Note how the individual atoms have been composed to a tree of nested atoms. Note also that local variables `E1` and `E2` that reoccur in the rules have been replaced by dialog-wide variables `$1`, `$2` and so on. These variables express the fact that the child variables and the parent variables refer to the same values.

When the composer combines the child sems with the parent sems, it introduces a new dialog variable for each new variable it encounters. When such a variable is used in a child node, the variable is passed on to the child. This mapping is defined by the variables next to the syntactic categories.

There are many other forms of semantic composition. The one presented here is both relatively easy to learn and yet very expressive. This will become more clear from the examples given in the rest of the documentation.

## Query optimization

The composition phase results in a list of atoms. Some of these contain a list of atoms as their arguments themselves. These atoms are about to be executed in order to process the sentence. The atoms form the meaning of the sentence and when executed they perform the function of the sentence. But is this an _efficient_ implementation of the function? Is it fast?

This system, like Prolog, processes atoms (called "goals" in Prolog) one by one. Each atom can either increase or decrease the number of variable bindings. Each of these bindings is then used as input to the subsequent atoms.

David Warren, one of the pioneer of the Prolog language, and together with Fernando Pereira designer of the famous Chat-80 system, recognized that the inference rules of Prolog are logically sound, but suffer from two performance problems. In the article "Efficient processing of interactive relational database queries expressed in logic" he worked out two ways to overcome them. Both of them have been implemented in the current system, as `BasicQueryOptimizer` which can be added to the composer as `query_optimizer`.

### Place resolve_name atoms up front

But let's start with an optimization I added myself. I added `FrontResolveName`, an optimizer that puts all `resolve_name` atoms in the list up front. In most cases a name resolver yields only one or just a few results. Best to place these atoms up front.

### Sort by cost

Warren's first optimization is named "ordering goals in a conjunction" and implemented here by `SortByCost`. The basic idea is that an atom that creates less variable alternatives should be placed before an atom that creates more alternatives. The first one "costs less". Cost is determined by the number of tuples in the relation denoted by the predicate of the atom: the __size__ of the relation. Larger relations cost more. But that is not all. Once an argument of the atom is bound, the situation changes as the number of values produced changes quite a bit. How much this number changes depends on the number of different values of the argument: its __cardinality__.
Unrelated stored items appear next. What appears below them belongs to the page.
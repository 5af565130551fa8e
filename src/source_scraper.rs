use std::fmt::Display;

use html_table_extract::{ExtractionReport, TableSet, extract_tables_from_bytes};
use regex::Regex;
use worker::Fetch;

use crate::error::ApiError;
use crate::models::Report;

pub async fn fetch_report_tables(report: Report, base_url: &str) -> Result<TableSet, ApiError> {
    let source = report.source_url(base_url)?;
    let mut response = Fetch::Url(source.clone())
        .send()
        .await
        .map_err(|error| fetch_failed(report, error))?;
    let status = response.status_code();
    if status >= 400 {
        return Err(fetch_failed(report, format!("status {status}")));
    }

    let content_type = response.headers().get("Content-Type")?;
    let body = response.bytes().await?;
    let charset = content_type.as_deref().and_then(charset_from_content_type);

    let (tables, extraction) = extract_tables_from_bytes(&body, charset.as_deref())?;
    log_extraction(report, source.as_str(), &extraction);

    ensure_tables(report, tables)
}

pub fn fetch_failed(report: Report, reason: impl Display) -> ApiError {
    ApiError::Upstream(format!("failed to fetch {} page: {reason}", report.label()))
}

/// An empty table set is reported as a failure to obtain the data set.
pub fn ensure_tables(report: Report, tables: TableSet) -> Result<TableSet, ApiError> {
    if tables.is_empty() {
        return Err(ApiError::NoData(format!(
            "failed to obtain {} data from source page",
            report.label()
        )));
    }
    Ok(tables)
}

pub fn charset_from_content_type(content_type: &str) -> Option<String> {
    let charset_re = Regex::new(r#"(?i)charset\s*=\s*"?([^";\s]+)"#).ok()?;
    charset_re
        .captures(content_type)
        .and_then(|capture| capture.get(1))
        .map(|value| value.as_str().to_string())
}

fn log_extraction(report: Report, source_url: &str, extraction: &ExtractionReport) {
    worker::console_log!(
        "{} extraction completed: tables={}, rows={}, source={}",
        report.label(),
        extraction.table_count,
        extraction.row_count,
        source_url
    );

    for warning in &extraction.warnings {
        worker::console_warn!(
            "{} extraction warning {:?} (table={:?}, row={:?}): {}",
            report.label(),
            warning.code,
            warning.table,
            warning.row,
            warning.message
        );
    }
}
use std::io;

use thiserror::Error;

#[derive(Debug, Error)]
pub enum ExtractError {
    #[error("I/O error: {0}")]
    Io(#[from] io::Error),

    #[error("JSON write error: {0}")]
    Json(#[from] serde_json::Error),

    #[error("document is not valid {encoding} text")]
    Decode { encoding: &'static str },

    #[error("unknown character encoding label: {0}")]
    UnknownEncoding(String),
}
In Warren's example a relation "borders" has a size of 900 tuples. Each of its arguments has cardinality 180. (There are 180 countries which are bordering in 900 different ways) When none of its arguments are bound, the cost of the atom is simply 900. When one argument is bound, the cost reduces to 900/180 and when both arguments are bound the cost reduces even further, to 900/180/180.

While the outcome of any ordering is the same, the performance of an query sorted by cost can increase dramatically.

Atoms that represent database relations are the main candidates for sorting by cost. Other atoms often depend on other atoms. For example `('>', E1, E2)` should not move to a front position. It should only be used if both E1 and E2 are bound.

### Isolating subqueries

The second optimization is named "isolating independent parts of a query" and implemented here by "IsolateIndependentParts". The problem is best described by Warren himself: "The problem is essentially that resolution treats all goals in a conjunction as being dependent. This is fine so long as the goals share uninstantiated variables. However when two parts of a conjunction no longer share variables, they should be solved independently."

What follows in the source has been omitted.